Décryptage

Comics et violence : l’histoire d’une fascination

17 juin 2022
Par Lisa Muratore
Le Joker dans le comics “Batman: The Killing Joke”.
Le Joker dans le comics “Batman: The Killing Joke”. ©DC Comics

La violence dans les comics existe depuis leur création et n’a pas cessé d’évoluer, au point de créer une fascination pour ses lecteurs. Explications.

De Batman à Kick-Ass, en passant par The Boys, les comics et la violence sont intimement liés. Un reproche souvent avancé par les plus réfractaires au genre littéraire, qui s’explique toutefois par leurs origines. Aujourd’hui, du fait de leur popularité et de l’évolution de la société, cette brutalité est davantage admise. Elle fait partie intégrante de leur ADN, et présente – la plupart du temps – un intérêt scénaristique.

Par ailleurs, la violence dans les bandes dessinées ne se limite pas au sempiternel combat entre le Bien et le Mal. Elle va plus loin. Elle est devenue graphique, psychologique et sociétale sous la plume de plusieurs scénaristes et dessinateurs. Une évolution majeure qui a permis aux comics de gagner en profondeur, en popularité, et qui a attisé la fascination des lecteurs.

La violence dans les comics : les origines

Les bandes dessinées se démocratisent durant la Seconde Guerre mondiale. Les héros de fiction sont alors américains, armés et mènent des batailles pour la paix face à de redoutables ennemis. À l’époque, les comics sont le reflet de l’instabilité géopolitique et tentent de galvaniser les foules à travers leurs histoires.

L’issue de la guerre ne fera qu’accentuer cette violence. Aux apothéoses apocalyptiques et aux duels vont succéder les enquêtes policières. Assassinats, meurtres et scènes d’horreur vont inspirer de nombreux scénaristes, au point que l’âge d’or des comics va rapidement sombrer dans la censure, sous l’égide du Comics Code Authority, entre 1948 et 1950. Durant cette période de boycott, également marquée par les travaux du psychanalyste Frederic Wertham, la violence est simplifiée et disparaît totalement des BD.

Le Protecteur dans les comics The Boys.©Dynamite Entertainment.

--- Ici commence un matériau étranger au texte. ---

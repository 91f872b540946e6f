//! Conversion of decoded pages into planned output drawings.
//!
//! The pieces, leaf first:
//!
//! - [`transform`] maps a page-local point into output space.
//! - [`translate_command`] and [`translate_span`] turn one source primitive
//!   into at most one output entity.
//! - [`process_page`] drives both over a page into an [`EntityBatch`].
//! - [`DocumentAssembler`] decides merged vs split output and builds the
//!   [`OutputPlan`].
//! - [`Pipeline`] resolves the page selection, plans, and writes.
//!
//! # Example
//!
//! ```
//! use pdf2dxf::convert::{DocumentAssembler, LayoutMode};
//! use pdf2dxf::model::{DrawingCommand, Page};
//!
//! let page = Page::new(0, 100.0, 100.0)
//!     .with_command(DrawingCommand::line((0.0, 0.0), (10.0, 10.0)));
//! let plan = DocumentAssembler::new()
//!     .assemble("out.dxf", &[&page], LayoutMode::Merged)
//!     .unwrap();
//! assert_eq!(plan.files.len(), 1);
//! assert_eq!(plan.files[0].entity_count(), 1);
//! ```
//!
//! [`EntityBatch`]: crate::model::EntityBatch

mod assemble;
mod options;
mod page;
mod pipeline;
mod stats;
mod translate;

pub use assemble::{page_output_path, DocumentAssembler, OutputFile, OutputPlan, Placement};
pub use options::{ConvertOptions, LayoutMode, PageSelection, DEFAULT_PAGE_GAP};
pub use page::{process_page, process_page_with_stats};
pub use pipeline::{resolve_pages, ConversionReport, Pipeline, ResolvedPages, Warning};
pub use stats::ConversionStats;
pub use translate::{transform, translate_command, translate_span};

La croisade contre leur immoralité est déclarée. Cependant, les comics étant aux prises avec les évolutions de la société et les crises sociales, leurs auteurs ne vont plus ménager les lecteurs à partir des années 1980-1990. Frank Miller devient alors la figure de proue de ce mouvement grâce à un style teinté de noir, de blanc et d’effusions de sang. Les comics Daredevil (1979), la série Sin City (1991) ou encore 300 (1998) seront par exemple durablement marqués par la patte brutale de l’artiste américain.

Toujours plus de violence

La violence devient plus graphique dans les années 1990, l’héritage d’une époque également marquée par les comics Watchmen (1986) d’Alan Moore. Elle investit des pages entières et marque l’affirmation de l’écrivain. Les combats sont aussi introspectifs pour les héros. En témoigne l’œuvre Batman: The Killing Joke (1988) qui raconte la bataille psychologique de l’Homme Chauve-Souris face à son ennemi juré (le Joker), ses choix cornéliens et ses traumatismes. On peut également citer la saga du Clone de Spider-Man dans laquelle Peter Parker sombre dans la folie.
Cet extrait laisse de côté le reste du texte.